L’osservazione clinica nei giorni successivi confermò una possibile ma non chiara disfunzione vestibolare e mise in evidenza la successiva comparsa di un deficit cognitivo. Successivamente, nel 2017, vennero alla luce nuovi casi che hanno coinvolto dipendenti del Consolato degli Stati Uniti a Guangzhou (Cina), con segni e sintomi sovrapponibili a quanto già riferito nella casistica nota. Le cause? Un mistero che si manifesta ancora nell’estate del 2021 a Ginevra, Vienna, Parigi, in Russia, in Germania, nell’Europa dell’est, in Colombia e a Washington D.C., Questi ultimi casi, tuttavia, non sono ancora stati presi in considerazione dal punto di vista scientifico.

Qui occorre ricordare anche il coinvolgimento di alcuni parenti dei soggetti dipendenti delle diverse Ambasciate tutti con gli stessi sintomi della sindrome dell’Avana che diventa un tema di sicurezza nazionale tanto che la Central Intelligence Agency (CIA) decide di occuparsene. Quindi, con l’intervento dell’agenzia di intelligence il mistero è stato risolto? No, perché il report preliminare della CIA dice che la sindrome dell’Avana «con molta probabilità non dipende da presunti attacchi deliberati da parte della Russia o altri paesi stranieri».

Incalzato dalla stampa, il direttore della CIA William J. Burns ha spiegato: «La maggior parte dei circa mille casi di sindrome dell’Avana analizzati dall’agenzia è legata a motivi ambientali, a situazioni di stress elevato oppure a problemi medici che non erano stati diagnosticati in precedenza».  Ma quali ? Secondo William J.Burns «in alcuni casi potrebbero lasciare la porta aperta a spiegazioni alternative». Ma che vuol dire ? Nessuno lo sa, la CIA non l’ha spiegato e ha solo aggiunto che i risultati del rapporto sono ancora provvisori. Tra le molte ipotesi fatte per provare a spiegare la sindrome dell’Avana c’è chi ha azzardato che dietro a tutto ci sarebbero i servizi segreti russi che avrebbero utilizzato onde elettromagnetiche ad alta frequenza, ma anche qui le prove non ci sono.

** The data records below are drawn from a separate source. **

//! Late-game strategic modes and their per-possession overlay.
//!
//! Modes are only considered in the fourth period and overtime. Additive
//! effects (three-point boost, extra clock burn) stack across every eligible
//! mode; exclusive decisions (hold target, forced shot, intentional foul) go
//! to the first eligible mode in precedence order.
use serde::{Deserialize, Serialize};

use crate::constants::{
    CLOCK_KILL_SECONDS, CLOCK_KILL_SHOT_CLOCK_TARGET, CONSERVE_LEAD_MARGIN,
    CONSERVE_LEAD_PACE_FRACTION, CONSERVE_LEAD_SECONDS, DESPERATION_DEFICIT, DESPERATION_SECONDS,
    DESPERATION_THREE_BOOST, INTENTIONAL_FOUL_MAX_DEFICIT, INTENTIONAL_FOUL_SECONDS,
    LAST_SHOT_MAX_DEFICIT, LAST_SHOT_TARGET_SECONDS, REGULATION_PERIODS,
};
use crate::shooting::ShotType;
use crate::tactics::TacticalSettings;

#[derive(Debug, Clone, Copy, PartialEq, Eq, Hash, PartialOrd, Ord, Serialize, Deserialize)]
#[serde(rename_all = "snake_case")]
pub enum EndGameMode {
    IntentionalFoul,
    LastSecondShot,
    ClockKill,
    Desperation,
    ConserveLead,
}

impl EndGameMode {
    pub const ALL: [Self; 5] = [
        Self::IntentionalFoul,
        Self::LastSecondShot,
        Self::ClockKill,
        Self::Desperation,
        Self::ConserveLead,
    ];

    #[must_use]
    pub const fn as_str(self) -> &'static str {
        match self {
            Self::IntentionalFoul => "intentional_foul",
            Self::LastSecondShot => "last_second_shot",
            Self::ClockKill => "clock_kill",
            Self::Desperation => "desperation",
            Self::ConserveLead => "conserve_lead",
        }
    }

    /// Default precedence, also used by serde when the field is absent.
    #[must_use]
    pub fn default_priority() -> Vec<Self> {
        Self::ALL.to_vec()
    }

    /// Whether the defense (rather than the offense) controls this mode.
    #[must_use]
    pub const fn is_defensive(self) -> bool {
        matches!(self, Self::IntentionalFoul)
    }
}

/// How long the offense holds before acting.
#[derive(Debug, Clone, Copy, PartialEq, Serialize, Deserialize)]
#[serde(tag = "clock", content = "seconds", rename_all = "snake_case")]
pub enum HoldTarget {
    /// Hold until this much remains on the shot clock.
    ShotClock(f64),
    /// Hold until this much remains on the game clock.
    GameClock(f64),
}

/// Situation used to evaluate modes, from the offense's point of view.
#[derive(Debug, Clone, Copy, PartialEq)]
pub struct EndGameSituation {
    pub period: u8,
    pub time_remaining: f64,
    pub shot_clock: f64,
    /// Offense's score minus the defense's.
    pub score_diff: i32,
}

impl EndGameSituation {
    #[must_use]
    pub fn is_eligible(&self, mode: EndGameMode) -> bool {
        if self.period < REGULATION_PERIODS {
            return false;
        }
        let diff = self.score_diff;
        let clock = self.time_remaining;
        match mode {
            EndGameMode::ClockKill => diff > 0 && clock <= CLOCK_KILL_SECONDS,
            EndGameMode::LastSecondShot => {
                (-LAST_SHOT_MAX_DEFICIT..=0).contains(&diff) && clock <= self.shot_clock
            }
            EndGameMode::Desperation => diff <= -DESPERATION_DEFICIT && clock <= DESPERATION_SECONDS,
            EndGameMode::ConserveLead => {
                diff >= CONSERVE_LEAD_MARGIN && clock <= CONSERVE_LEAD_SECONDS
            }
            EndGameMode::IntentionalFoul => {
                (1..=INTENTIONAL_FOUL_MAX_DEFICIT).contains(&diff) && clock <= INTENTIONAL_FOUL_SECONDS
            }
        }
    }
}

/// Composed per-possession adjustments.
#[derive(Debug, Clone, Default, PartialEq, Serialize, Deserialize)]
pub struct EndGameOverlay {
    /// Eligible modes in precedence order.
    pub active: Vec<EndGameMode>,
    /// Mode that owns the exclusive decisions, if any.
    #[serde(default, skip_serializing_if = "Option::is_none")]
    pub governing: Option<EndGameMode>,
    #[serde(default, skip_serializing_if = "Option::is_none")]
    pub hold: Option<HoldTarget>,
    #[serde(default, skip_serializing_if = "Option::is_none")]
    pub forced_shot: Option<ShotType>,
    pub intentional_foul: bool,
    pub three_point_boost: f64,
    /// Extra fraction of nominal possession time burned.
    pub pace_fraction: f64,
}

impl EndGameOverlay {
    #[must_use]
    pub fn is_neutral(&self) -> bool {
        self.active.is_empty()
    }
}

const fn has_exclusive_decision(mode: EndGameMode) -> bool {
    matches!(
        mode,
        EndGameMode::IntentionalFoul | EndGameMode::LastSecondShot | EndGameMode::ClockKill
    )
}

/// Evaluate every enabled mode and compose the overlay.
///
/// Offensive modes are enabled and ranked by the offense's priority list, the
/// intentional foul by the defense's. Equal ranks go to the defense.
#[must_use]
pub fn evaluate(
    situation: &EndGameSituation,
    offense: &TacticalSettings,
    defense: &TacticalSettings,
) -> EndGameOverlay {
    let mut ranked: Vec<(usize, bool, EndGameMode)> = EndGameMode::ALL
        .iter()
        .filter_map(|mode| {
            let controller = if mode.is_defensive() { defense } else { offense };
            controller
                .end_game_priority
                .iter()
                .position(|enabled| enabled == mode)
                .map(|rank| (rank, !mode.is_defensive(), *mode))
        })
        .filter(|(_, _, mode)| situation.is_eligible(*mode))
        .collect();
    ranked.sort_by_key(|(rank, offensive, _)| (*rank, *offensive));

    let mut overlay = EndGameOverlay {
        active: ranked.iter().map(|(_, _, mode)| *mode).collect(),
        ..EndGameOverlay::default()
    };
    for mode in &overlay.active {
        match mode {
            EndGameMode::Desperation => overlay.three_point_boost += DESPERATION_THREE_BOOST,
            EndGameMode::ConserveLead => overlay.pace_fraction += CONSERVE_LEAD_PACE_FRACTION,
            _ => {}
        }
    }
    overlay.governing = overlay
        .active
        .iter()
        .copied()
        .find(|mode| has_exclusive_decision(*mode));
    match overlay.governing {
        Some(EndGameMode::IntentionalFoul) => overlay.intentional_foul = true,
        Some(EndGameMode::ClockKill) => {
            overlay.hold = Some(HoldTarget::ShotClock(CLOCK_KILL_SHOT_CLOCK_TARGET));
        }
        Some(EndGameMode::LastSecondShot) => {
            overlay.hold = Some(HoldTarget::GameClock(LAST_SHOT_TARGET_SECONDS));
            if situation.score_diff == -LAST_SHOT_MAX_DEFICIT {
                overlay.forced_shot = Some(ShotType::ThreePoint);
            }
        }
        _ => {}
    }
    overlay
}

#[cfg(test)]
mod tests {
    use super::*;
    use crate::player::{Attributes, Player, Position};
    use crate::team::Team;

    fn tactics(priority: Vec<EndGameMode>) -> TacticalSettings {
        let team = Team {
            name: String::from("T"),
            roster: Position::ALL
                .iter()
                .map(|pos| Player::new(pos.as_str(), *pos, Attributes::uniform(50.0)))
                .collect(),
        };
        let mut settings = TacticalSettings::with_default_rotation(&team);
        settings.end_game_priority = priority;
        settings
    }

    fn late(time_remaining: f64, score_diff: i32) -> EndGameSituation {
        EndGameSituation {
            period: 4,
            time_remaining,
            shot_clock: 24.0,
            score_diff,
        }
    }

    #[test]
    fn modes_only_apply_late() {
        let all = tactics(EndGameMode::default_priority());
        let early = EndGameSituation {
            period: 3,
            ..late(10.0, 2)
        };
        assert!(evaluate(&early, &all, &all).is_neutral());
        let overtime = EndGameSituation {
            period: 5,
            ..late(10.0, -2)
        };
        assert!(!evaluate(&overtime, &all, &all).is_neutral());
    }

    #[test]
    fn eligibility_windows() {
        assert!(late(60.0, 1).is_eligible(EndGameMode::ClockKill));
        assert!(!late(61.0, 1).is_eligible(EndGameMode::ClockKill));
        assert!(late(20.0, -3).is_eligible(EndGameMode::LastSecondShot));
        assert!(late(20.0, 0).is_eligible(EndGameMode::LastSecondShot));
        assert!(!late(25.0, 0).is_eligible(EndGameMode::LastSecondShot));
        assert!(!late(20.0, -4).is_eligible(EndGameMode::LastSecondShot));
        assert!(late(180.0, -9).is_eligible(EndGameMode::Desperation));
        assert!(!late(180.0, -8).is_eligible(EndGameMode::Desperation));
        assert!(late(360.0, 15).is_eligible(EndGameMode::ConserveLead));
        assert!(late(50.0, 6).is_eligible(EndGameMode::IntentionalFoul));
        assert!(!late(50.0, 7).is_eligible(EndGameMode::IntentionalFoul));
    }

    #[test]
    fn trailing_by_three_forces_a_three() {
        let all = tactics(EndGameMode::default_priority());
        let overlay = evaluate(&late(15.0, -3), &all, &all);
        assert_eq!(overlay.governing, Some(EndGameMode::LastSecondShot));
        assert_eq!(overlay.forced_shot, Some(ShotType::ThreePoint));
        assert_eq!(overlay.hold, Some(HoldTarget::GameClock(2.0)));
        let tied = evaluate(&late(15.0, 0), &all, &all);
        assert_eq!(tied.forced_shot, None);
    }

    #[test]
    fn priority_list_resolves_conflicts() {
        let all = tactics(EndGameMode::default_priority());
        // Up 3 with 40s left: clock kill and intentional foul both apply.
        let overlay = evaluate(&late(40.0, 3), &all, &all);
        assert_eq!(
            overlay.active,
            vec![EndGameMode::IntentionalFoul, EndGameMode::ClockKill]
        );
        assert!(overlay.intentional_foul);
        assert_eq!(overlay.hold, None);

        let passive_defense = tactics(vec![EndGameMode::ClockKill]);
        let overlay = evaluate(&late(40.0, 3), &all, &passive_defense);
        assert_eq!(overlay.governing, Some(EndGameMode::ClockKill));
        assert!(!overlay.intentional_foul);
        assert_eq!(overlay.hold, Some(HoldTarget::ShotClock(4.0)));
    }

    #[test]
    fn additive_modes_stack() {
        let all = tactics(EndGameMode::default_priority());
        let overlay = evaluate(&late(170.0, -12), &all, &all);
        assert_eq!(overlay.active, vec![EndGameMode::Desperation]);
        assert!((overlay.three_point_boost - 0.25).abs() < f64::EPSILON);
        assert!(overlay.governing.is_none());

        let cruising = evaluate(&late(50.0, 20), &all, &all);
        assert_eq!(
            cruising.active,
            vec![EndGameMode::ClockKill, EndGameMode::ConserveLead]
        );
        assert!((cruising.pace_fraction - 0.30).abs() < f64::EPSILON);
        assert_eq!(cruising.hold, Some(HoldTarget::ShotClock(4.0)));
    }

    #[test]
    fn disabled_modes_never_fire() {
        let none = tactics(Vec::new());
        assert!(evaluate(&late(15.0, -3), &none, &none).is_neutral());
    }
}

Sul tema è stato recentemente pubblicato uno studio scientifico realizzato da NeuroIntelligence, Private Institute of Research, istituto di ricerca che ha sede a Varese e che è diretto da Franco Posa, medico, criminologo ed esperto in Neuroscienze Forensi che abbiamo incontrato.

Dottor Posa, premesso che neppure la Cia è riuscita a spiegare (o forse non ha voluto) la sindrome dell’Avana, il vostro studio contiene una serie di elementi nuovi che possono aiutare a far luce sul caso. Su cosa vi siete maggiormente focalizzati?

«Il nostro studio si è concentrato sulla rivalutazione di tutti i dati clinici ed epidemiologici presenti in letteratura scientifica. Successivamente ci siamo focalizzati nel proporre raccomandazioni indispensabili per poter “iniziare” uno studio condiviso. Un progetto comune, condiviso e strategico per affrontare e chiarire il numero di casi, la loro evoluzione e non per ultimo ipotesi sulle origini di tale sindrome. Ipotesi che fino ad oggi non hanno convinto in alcun modo gli studiosi coinvolti».

É d’accordo con chi sostiene che fino ad oggi è mancato un metodo di lavoro?

«Certamente sì, manca un metodo condiviso, i dati clinici sono stati raccolti con sistemi informatizzati differenti tra loro, dal punto di vista diagnostico o terapeutico ogni struttura ha svolto lavori autonomi. Ad oggi il nostro studio è all’avanguardia proprio per le raccomandazioni che siamo riusciti a identificare e proporre».

Se la sente a questo punto di azzardare un’ipotesi sul perché così tante persone che lavorano per le rappresentanze diplomatiche siano state colpite dalla sindrome dell’Avana?

«Un primo dato rilevante è che la casistica raccolta in letteratura scientifica è molto differente in termini di numero delle persone coinvolte rispetto a quanto documentano articoli giornalisti o altre fonti aperte non scientifiche. La possibile diagnosi di Sindrome dell’Avana fondata su elementi clinici e scientifici permette di identificare una casistica ad oggi di circa 20 soggetti. Tutti gli altri casi, che sfiorano il centinaio, sono in gran parte smentiti. Numeri difficili da valutare per due evidenze: assenza di una strategia coordinata e presenza di possibili dati occultati per ovvi motivi». Il mistero quindi continua.